By modifying the definition of a Kripke model to allow “exploding nodes” which force every sentence, Veldman [1976] found a completeness proof using only intuitionistic logic, but he questioned whether Kripke models with exploding nodes were intuitionistically meaningful mathematical objects.

5.2 Realizability semantics for Heyting arithmetic

One way to implement the B-H-K explanation of intuitionistic truth for arithmetic is to associate with each sentence \(E\) of \(\mathbf{HA}\) some collection of numerical codes for algorithms which could establish the constructive truth of \(E\). Following Kleene [1945], a number \(e\) realizes a sentence \(E\) of the language of arithmetic by induction on the logical form of \(E\):

\(e\) realizes \(r = t\) if \(r = t\) is true.
\(e\) realizes \(A \oldand B\) if \(e\) codes a pair \((f,g)\) such that \(f\) realizes \(A\) and \(g\) realizes \(B\).
\(e\) realizes \(A \vee B\) if \(e\) codes a pair \((f,g)\) such that if \(f = 0\) then \(g\) realizes \(A\), and if \(f \gt 0\) then \(g\) realizes \(B\).
\(e\) realizes \(A\rightarrow B\) if, whenever \(f\) realizes \(A\), then the \(e\)th partial recursive function is defined at \(f\) and its value realizes \(B\).
\(e\) realizes \(\neg A\) if no \(f\) realizes \(A\).
\(e\) realizes \(\forall x A(x)\) if, for every \(n\), the \(e\)th partial recursive function is defined at \(n\) and its value realizes \(A(\mathbf{n})\).
\(e\) realizes \(\exists x A(x)\) if \(e\) codes a pair \((n,g)\) and \(g\) realizes \(A(\mathbf{n})\).

An arbitrary formula is realizable if some number realizes its universal closure. Observe that not both \(A\) and \(\neg A\) are realizable, for any formula \(A\). The fundamental result is

Nelson’s Theorem [1947]
If \(A\) is derivable in \(\mathbf{HA}\) from realizable formulas \(F\), then \(A\) is realizable.

Some nonintuitionistic principles can be shown to be realizable. For example, Markov’s Principle (for decidable formulas) can be expressed by the schema

  • (MP) \(\forall x (A(x) \vee \neg A(x)) \oldand \neg \forall x \neg A(x) \rightarrow \exists x A(x)\).

Although unprovable in \(\mathbf{HA}\), MP is realizable by an argument which uses Markov’s Principle informally. But realizability is a fundamentally nonclassical interpretation. In \(\mathbf{HA}\) it is possible to express an axiom of recursive choice CT (for “Church’s Thesis”), which contradicts LEM but is (constructively) realizable. Hence by Nelson’s Theorem, \(\mathbf{HA}\) \(+\) MP \(+\) CT is consistent.

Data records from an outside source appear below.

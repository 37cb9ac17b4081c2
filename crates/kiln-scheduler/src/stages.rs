//! Stage scheduling.
//!
//! Stages run one after another. Inside a stage every job gets its own
//! task, but only `max_parallel` of them hold a permit, and with it a
//! sandbox, at any moment. The rest wait for a permit.

use crate::history::RunHistory;
use crate::orchestrator::JobOrchestrator;
use chrono::Utc;
use kiln_core::events::{Event, JobQueuedPayload, StageCompletedPayload, StageStartedPayload};
use kiln_core::ids::{JobId, RunId};
use kiln_core::job::Job;
use kiln_core::ports::EventSink;
use kiln_core::result::{JobFailure, JobReport, JobStatus, RunReport, StageReport};
use std::sync::{Arc, Mutex};
use std::time::Instant;
use tokio::sync::Semaphore;
use tokio::task::JoinSet;
use tokio_util::sync::CancellationToken;
use tracing::{error, info, warn};

/// A named group of jobs that may run concurrently.
#[derive(Debug, Clone)]
pub struct Stage {
    pub name: String,
    pub jobs: Vec<Job>,
    /// Let later stages run even if a job here fails.
    pub continue_on_failure: bool,
}

impl Stage {
    pub fn new(name: impl Into<String>) -> Self {
        Self {
            name: name.into(),
            jobs: Vec::new(),
            continue_on_failure: false,
        }
    }

    pub fn with_job(mut self, job: Job) -> Self {
        self.jobs.push(job);
        self
    }

    pub fn continue_on_failure(mut self) -> Self {
        self.continue_on_failure = true;
        self
    }
}

pub struct StageScheduler {
    orchestrator: Arc<JobOrchestrator>,
    max_parallel: usize,
    events: Option<Arc<dyn EventSink>>,
    history: Arc<Mutex<RunHistory>>,
}

impl StageScheduler {
    pub fn new(orchestrator: Arc<JobOrchestrator>) -> Self {
        let config = orchestrator.config();
        let max_parallel = config.max_parallel.max(1);
        let history = RunHistory::new(&config.cleanup);
        Self {
            orchestrator,
            max_parallel,
            events: None,
            history: Arc::new(Mutex::new(history)),
        }
    }

    pub fn with_events(mut self, events: Arc<dyn EventSink>) -> Self {
        self.events = Some(events);
        self
    }

    pub fn max_parallel(&self) -> usize {
        self.max_parallel
    }

    /// Snapshot of retained job reports.
    pub fn history(&self) -> RunHistory {
        self.history
            .lock()
            .unwrap_or_else(|e| e.into_inner())
            .clone()
    }

    /// Run every stage in order. Once a stage fails without
    /// `continue_on_failure`, the remaining stages are reported skipped.
    pub async fn run(&self, stages: Vec<Stage>, cancel: CancellationToken) -> RunReport {
        let run_id = RunId::new();
        let started = Instant::now();
        info!(run_id = %run_id, stages = stages.len(), max_parallel = self.max_parallel, "Starting run");

        let mut reports = Vec::with_capacity(stages.len());
        let mut halted = false;
        for (index, stage) in stages.into_iter().enumerate() {
            if halted || cancel.is_cancelled() {
                let status = if cancel.is_cancelled() {
                    JobStatus::Cancelled
                } else {
                    JobStatus::Skipped
                };
                info!(stage = %stage.name, ?status, "Stage not started");
                reports.push(StageReport {
                    jobs: stage
                        .jobs
                        .iter()
                        .map(|job| JobReport::not_started(job.id, job.name.clone(), status))
                        .collect(),
                    name: stage.name,
                    skipped: true,
                });
                continue;
            }

            let continue_on_failure = stage.continue_on_failure;
            let report = self.run_stage(run_id, index as u32, stage, &cancel).await;
            if !report.is_success() && !continue_on_failure {
                warn!(stage = %report.name, "Stage failed, skipping later stages");
                halted = true;
            }
            reports.push(report);
        }

        let report = RunReport {
            run_id,
            stages: reports,
            duration_ms: started.elapsed().as_millis() as u64,
        };
        info!(
            run_id = %run_id,
            success = report.is_success(),
            duration_ms = report.duration_ms,
            "Run finished"
        );
        report
    }

    async fn run_stage(
        &self,
        run_id: RunId,
        index: u32,
        stage: Stage,
        cancel: &CancellationToken,
    ) -> StageReport {
        info!(stage = %stage.name, jobs = stage.jobs.len(), "Starting stage");
        self.publish(Event::StageStarted(StageStartedPayload {
            run_id,
            stage_name: stage.name.clone(),
            stage_index: index,
            job_count: stage.jobs.len() as u32,
            started_at: Utc::now(),
        }))
        .await;

        let semaphore = Arc::new(Semaphore::new(self.max_parallel));
        let identities: Vec<(JobId, String)> =
            stage.jobs.iter().map(|j| (j.id, j.name.clone())).collect();
        let mut slots: Vec<Option<JobReport>> = vec![None; stage.jobs.len()];
        let mut tasks = JoinSet::new();

        for (slot, job) in stage.jobs.into_iter().enumerate() {
            self.publish(Event::JobQueued(JobQueuedPayload {
                job_id: job.id,
                job_name: job.name.clone(),
                stage_name: stage.name.clone(),
                queued_at: Utc::now(),
            }))
            .await;

            let job = Arc::new(job);
            let orchestrator = self.orchestrator.clone();
            let semaphore = semaphore.clone();
            let cancel = cancel.clone();
            tasks.spawn(async move {
                let permit = tokio::select! {
                    biased;
                    _ = cancel.cancelled() => None,
                    permit = semaphore.acquire_owned() => permit.ok(),
                };
                let report = match permit {
                    Some(_permit) => orchestrator.run_job(job, cancel).await,
                    None => JobReport::not_started(job.id, job.name.clone(), JobStatus::Cancelled),
                };
                (slot, report)
            });
        }

        while let Some(joined) = tasks.join_next().await {
            match joined {
                Ok((slot, report)) => {
                    if let Ok(mut history) = self.history.lock() {
                        history.record(report.clone());
                    }
                    slots[slot] = Some(report);
                }
                Err(e) => error!(stage = %stage.name, error = %e, "Job task failed"),
            }
        }

        let jobs: Vec<JobReport> = slots
            .into_iter()
            .zip(identities)
            .map(|(report, (job_id, name))| {
                report.unwrap_or_else(|| {
                    let mut lost = JobReport::not_started(job_id, name, JobStatus::Failure);
                    lost.failure = Some(JobFailure::Internal {
                        message: "job task aborted".to_string(),
                    });
                    lost
                })
            })
            .collect();

        let jobs_passed = jobs.iter().filter(|j| j.status.is_success()).count() as u32;
        let jobs_failed = jobs.len() as u32 - jobs_passed;
        info!(stage = %stage.name, jobs_passed, jobs_failed, "Stage finished");
        self.publish(Event::StageCompleted(StageCompletedPayload {
            run_id,
            stage_name: stage.name.clone(),
            stage_index: index,
            jobs_passed,
            jobs_failed,
            completed_at: Utc::now(),
        }))
        .await;

        StageReport {
            name: stage.name,
            jobs,
            skipped: false,
        }
    }

    async fn publish(&self, event: Event) {
        if let Some(events) = &self.events
            && let Err(e) = events.publish(event).await
        {
            warn!(error = %e, "Failed to publish event");
        }
    }
}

Kleene used a variant of number-realizability to prove \(\mathbf{HA}\) satisfies the Church-Kleene Rule; the same argument works for \(\mathbf{HA}\) with MP or CT, and for \(\mathbf{HA}\) \(+\) MP \(+\) CT. In Kleene and Vesley [1965] and Kleene [1969], functions replace numbers as realizing objects, establishing the consistency of formalized intuitionistic analysis and its closure under a second-order version of the Church-Kleene Rule.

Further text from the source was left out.